Jakarta - Pusat Investasi Pemerintah (PIP) menargetkan pembiayaan proyek pembangunan sebesar Rp 2,247 triliun. Saat ini sudah ada 13 proyek yang masuk dalam daftar pembiayaan ini.
Kepala PIP Saritaon Siregar menyatakan ada 13 proyek tersebut siap untuk dievaluasi untuk mendapatkan pembiayaan tersebut. Ketiga belas proyek tersebut adalah:
1. PT Nindya Karya. Proyek: Bendungan Gintung dan Batang Anai senilai Rp 29 miliar.
2. PT. Brantas Adipraya. Proyek: Bendungan dan Jalan (bundle) senilai Rp 100 miliar.
3. PT Krakatau Tirta Industri. Proyek: Instalasi pengolahan air dan distribusinya senilai Rp 248 miliar.
4. Pemkot Bau-Bau. Proyek: Rumah Sakit Umum senilai Rp 56 miliar.
5. PT Wijaya Karya Tb. Proyek: Terminal Gas Tanjung Sekong senilai Rp 50 miliar.
6. PT Sakti Mas Mulia. Proyek: PLTU di Ambon senilai Rp 80 miliar.
7. PT Nindya Karya. Proyek: Jalan Molibagu, Sulawesi Utara senilai Rp 19 miliar.
8. PT Nindya Karya. Proyek: Jalan Jeneponto Sulawesi Selatan senilai Rp 40 miliar.
9. PT Hutama Karya. Proyek: PLTU Jeneponto Sulawesi Selatan senilai Rp 100 miliar.
10. PT Nindya Karya. Proyek: Dermaga Telu Lamong, Jawa Timur senilai Rp 50 miliar.
11. PT Rekayasa Industri. Proyek: Pengembangan pupuk kaltim V senilai Rp 45 miliar.
12. PT Jasa Marga Tbk. Proyek: Tol Ruas Porong Gempol senilai Rp 1,3 triliun.

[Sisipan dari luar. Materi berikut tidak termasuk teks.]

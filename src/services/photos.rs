//! Student photo storage and access logging.
//!
//! Photos are plain files under a configured root, referenced by the relative
//! path stored on the student row. Every successful download is appended to a
//! flat access log; appends are serialized through a mutex so concurrent
//! downloads never interleave lines, and a failing append never affects the
//! download itself.

use crate::error::AppError;
use chrono::Utc;
use std::{
    io::ErrorKind,
    path::{Component, Path, PathBuf},
    sync::Arc,
};
use tokio::{fs::OpenOptions, io::AsyncWriteExt, sync::Mutex};

/// Raw photo bytes plus the content type to serve them with.
#[derive(Debug)]
pub struct Photo {
    pub bytes: Vec<u8>,
    pub content_type: &'static str,
}

/// Content type from the file extension: PNG or, by default, JPEG.
pub fn content_type_for(path: &Path) -> &'static str {
    match path.extension().and_then(|ext| ext.to_str()) {
        Some(ext) if ext.eq_ignore_ascii_case("png") => "image/png",
        _ => "image/jpeg",
    }
}

#[derive(Debug, Clone)]
pub struct PhotoStore {
    root: PathBuf,
}

impl PhotoStore {
    pub fn new(root: impl Into<PathBuf>) -> Self {
        Self { root: root.into() }
    }

    /// Resolve a stored reference under the root.
    ///
    /// Absolute references and references containing `..` are refused.
    fn resolve(&self, relative: &str) -> Option<PathBuf> {
        let relative = Path::new(relative);
        let plain = relative
            .components()
            .all(|component| matches!(component, Component::Normal(_) | Component::CurDir));
        if !plain || relative.as_os_str().is_empty() {
            return None;
        }
        Some(self.root.join(relative))
    }

    /// Read a whole photo. `Ok(None)` if the reference does not point at a file.
    pub async fn read(&self, relative: &str) -> Result<Option<Photo>, AppError> {
        let Some(path) = self.resolve(relative) else {
            tracing::warn!(reference = relative, "photo reference outside photo root");
            return Ok(None);
        };

        match tokio::fs::metadata(&path).await {
            Ok(meta) if meta.is_file() => {}
            Ok(_) => return Ok(None),
            Err(err) if err.kind() == ErrorKind::NotFound => return Ok(None),
            Err(err) => return Err(AppError::Internal(format!("photo metadata: {err}"))),
        }

        let bytes = tokio::fs::read(&path)
            .await
            .map_err(|err| AppError::Internal(format!("photo read: {err}")))?;

        Ok(Some(Photo {
            bytes,
            content_type: content_type_for(&path),
        }))
    }
}

/// One photo download, as recorded in the access log.
#[derive(Debug)]
pub struct PhotoAccess<'a> {
    pub legajo: &'a str,
    pub token: &'a str,
    pub ip: &'a str,
    pub user_agent: &'a str,
}

impl PhotoAccess<'_> {
    fn line(&self) -> String {
        format!(
            "[{}] Acceso a foto - Legajo: {}, Token: {}, IP: {}, UserAgent: {}\n",
            Utc::now().format("%Y-%m-%d %H:%M:%S"),
            self.legajo,
            self.token,
            self.ip,
            single_line(self.user_agent),
        )
    }
}

/// Caller-controlled text must not be able to forge extra log lines.
fn single_line(text: &str) -> String {
    text.chars()
        .map(|c| if c.is_control() { ' ' } else { c })
        .collect()
}

#[derive(Debug, Clone)]
pub struct AccessLog {
    path: PathBuf,
    lock: Arc<Mutex<()>>,
}

impl AccessLog {
    pub fn new(path: impl Into<PathBuf>) -> Self {
        Self {
            path: path.into(),
            lock: Arc::new(Mutex::new(())),
        }
    }

    /// Append one line, creating the log directory if needed.
    pub async fn append(&self, access: &PhotoAccess<'_>) -> std::io::Result<()> {
        let line = access.line();
        let _guard = self.lock.lock().await;

        if let Some(dir) = self.path.parent().filter(|d| !d.as_os_str().is_empty()) {
            tokio::fs::create_dir_all(dir).await?;
        }

        let mut file = OpenOptions::new()
            .create(true)
            .append(true)
            .open(&self.path)
            .await?;
        file.write_all(line.as_bytes()).await?;
        file.flush().await
    }

    /// Best-effort append: failures go to the diagnostic log only.
    pub async fn record(&self, access: &PhotoAccess<'_>) {
        if let Err(err) = self.append(access).await {
            tracing::warn!(
                error = %err,
                path = ?self.path,
                legajo = access.legajo,
                "failed to record photo access"
            );
        }
    }
}

#[cfg(test)]
mod tests {
    use super::*;

    #[test]
    fn content_types() {
        assert_eq!(content_type_for(Path::new("a/b.png")), "image/png");
        assert_eq!(content_type_for(Path::new("b.PNG")), "image/png");
        assert_eq!(content_type_for(Path::new("b.jpg")), "image/jpeg");
        assert_eq!(content_type_for(Path::new("b")), "image/jpeg");
    }

    #[test]
    fn references_cannot_escape_the_root() {
        let store = PhotoStore::new("/srv/fotos");
        assert_eq!(
            store.resolve("2024/1234.jpg"),
            Some(PathBuf::from("/srv/fotos/2024/1234.jpg"))
        );
        assert_eq!(store.resolve("../secret.txt"), None);
        assert_eq!(store.resolve("/etc/passwd"), None);
        assert_eq!(store.resolve(""), None);
    }

    #[tokio::test]
    async fn read_missing_and_present_files() {
        let dir = tempfile::tempdir().unwrap();
        tokio::fs::write(dir.path().join("1234.png"), b"png-bytes")
            .await
            .unwrap();
        let store = PhotoStore::new(dir.path());

        let photo = store.read("1234.png").await.unwrap().unwrap();
        assert_eq!(photo.bytes, b"png-bytes");
        assert_eq!(photo.content_type, "image/png");

        assert!(store.read("nope.jpg").await.unwrap().is_none());
    }

    #[tokio::test]
    async fn concurrent_appends_keep_whole_lines() {
        let dir = tempfile::tempdir().unwrap();
        let log = AccessLog::new(dir.path().join("logs/acceso.log"));

        let mut handles = Vec::new();
        for i in 0..20 {
            let log = log.clone();
            handles.push(tokio::spawn(async move {
                let legajo = format!("L{i}");
                let access = PhotoAccess {
                    legajo: &legajo,
                    token: "ABCDEFGHIJ",
                    ip: "127.0.0.1",
                    user_agent: "agent\nforged",
                };
                log.append(&access).await.unwrap();
            }));
        }
        for handle in handles {
            handle.await.unwrap();
        }

        let content = tokio::fs::read_to_string(dir.path().join("logs/acceso.log"))
            .await
            .unwrap();
        let lines: Vec<&str> = content.lines().collect();
        assert_eq!(lines.len(), 20);
        assert!(lines.iter().all(|l| l.contains("Acceso a foto - Legajo: L")));
        assert!(lines.iter().all(|l| l.ends_with("UserAgent: agent forged")));
    }

    #[tokio::test]
    async fn record_swallows_failures() {
        let dir = tempfile::tempdir().unwrap();
        // A directory where the file should be makes the open fail
        let log = AccessLog::new(dir.path().to_path_buf());
        let access = PhotoAccess {
            legajo: "1",
            token: "ABCDEFGHIJ",
            ip: "unknown",
            user_agent: "unknown",
        };
        log.record(&access).await;
        assert!(log.append(&access).await.is_err());
    }
}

13. Pemkab Kota baru. Proyek: Rumah sakit Umum senilai Rp 130 miliar.
Sedangkan untuk realisasi, Saritaon menyatakan dengan dana kelolaan sebesar Rp 5,247 triliun, sampai dengan tahun 2010 total dana investasi teralokasi adalah sebesar Rp 1,638 triliun.
"Ini tersebar pada pembebasan lahan jalan tol sebesar Rp 1,444 triliun, pembangunan bandara Kualanamu Medan Rp 194,6 miliar, dan pembangunan LPG Pressurized di Tanjung Sekong sebesar Rp 50 milia," ujarnya dalam temu wartawan di Gedung Kementerian Keuangan, Jalan Wahidin Raya, Jakarta, Senin (2/8/2010).
Saat ini, PIP sedang melaksanakan penilaian kelayakan dan risiko beberapa proyek senilai total Rp 3,792 triliun antara lain pendirian anak perusahaan PIP yaitu PT Indonesia Green Investment (Persero) sebagai komitmen PIP dalam program climate change dengan nilai investasi Rp 1 triliun.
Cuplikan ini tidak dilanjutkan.